Sei que os marqueteiros que hoje guiam os passos de nossos governantes jamais os aconselhariam a enfrentar esse tipo de situação. Sejamos claros: usando o jargão, é algo que “não dá voto”, um tema espinhoso, com grandes chances de abalar imagens de incautos. Falar bobagem quando se está tratando de povos indígenas é muito fácil.
Realpolitik
Num país como o Brasil, o bom trato com a questão indígena ajuda a definir o grau de nobreza de um governo. Porque os indígenas, aqui, não são expressivos, em termos eleitorais, mas eles são um componente da mais alta relevância no que se refere a nossa história e nossa identidade como brasileiros.
É preciso que exijamos do governo algo além de uma atitude pragmática, de uma realpolitik que ignora um passado de altos ideais de toda a militância de esquerda deste país. Chico Mendes, por exemplo, foi um petista de primeira hora! O que ele diria sobre o que se passa hoje com a Amazônia, com os povos indígenas?
Oxalá o Relatório Figueiredo ajude as pessoas que têm um passado de luta contra a ditadura a perceber que elas e os indígenas estiveram juntos, do mesmo lado, naquele período, e que, hoje, seus representantes neste governo estão se aliando, muitas vezes, com os antigos inimigos.

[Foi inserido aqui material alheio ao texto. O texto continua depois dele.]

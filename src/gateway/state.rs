use std::sync::Arc;

use crate::processor::Processor;
use crate::secretary::Secretary;

/// Shared state handed to every handler.
pub struct AppState {
    pub processor: Processor,
    pub secretary: Arc<Secretary>,
}
//! Loyalty points gateway.
//!
//! Users register, upload order numbers and withdraw accrued points; a pool
//! of background workers polls the external accrual service and reconciles
//! each order into the transactional ledger.
//!
//! # Modules
//!
//! - [`config`] - CLI flags and environment configuration
//! - [`secretary`] - credential sealing and bearer tokens
//! - [`ledger`] - transactional storage of users, balances, orders, withdrawals
//! - [`accrual`] - client for the external accrual service
//! - [`broker`] - the polling worker pool and its queues
//! - [`processor`] - request-side facade over the ledger
//! - [`gateway`] - HTTP routing and handlers
//! - [`recovery`] - startup re-enqueue of unfinished orders

pub mod accrual;
pub mod broker;
pub mod config;
pub mod gateway;
pub mod ledger;
pub mod logging;
pub mod luhn;
pub mod processor;
pub mod recovery;
pub mod secretary;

IHU On-Line – A partir das suas pesquisas, quais são as dificuldades para entender os povos indígenas?
Spensy Pimentel – A dificuldade principal vem do fato de que quem inventou o “índio” fomos nós, não foram eles. Quem chegou aqui e, por sinal, de forma equivocada, chamou as pessoas de “índios”, em alusão à Índia, foram os europeus. Nós é que temos na cabeça uma espécie de índio imaginário que atrapalha muito nossas conversas, porque, o tempo todo, pensamos que eles devam ser aquilo que aprendemos desde pequenos: que devam andar nus, morar “na oca”, fazer a “dança da chuva”, falar “tupi-guarani”, ter “pajé e cacique” etc. O mais absurdo é que, se eles não correspondem a essa nossa ideia de índio, parecem ser “menos índios” aos nossos olhos. É preciso fazer uma espécie de faxina mental para retirar essas ideias, esses fantasmas, e começar a construir novas imagens a partir de um diálogo real com os povos indígenas.
Estamos falando de 305 grupos indígenas, com 274 línguas diferentes, vivendo em 688 terras indígenas, espalhados por lugares tão distintos como a Serra do Mar, o Alto Rio Negro, o Pantanal, a Caatinga e em cidades grandes e pequenas, de todas as regiões do país. Já está mais que na hora de o brasileiro deixar de lado algumas ideias simplórias sobre os povos indígenas.
O caminho para isso passa, sobretudo, pela escola. Os professores têm de ser convocados a essa tarefa. Já temos o instrumento legal, a lei 11.645, de 2008, que institui a obrigatoriedade do ensino sobre a história e as culturas indígenas. Agora, a população tem que cobrar nos estados e municípios a aplicação da lei.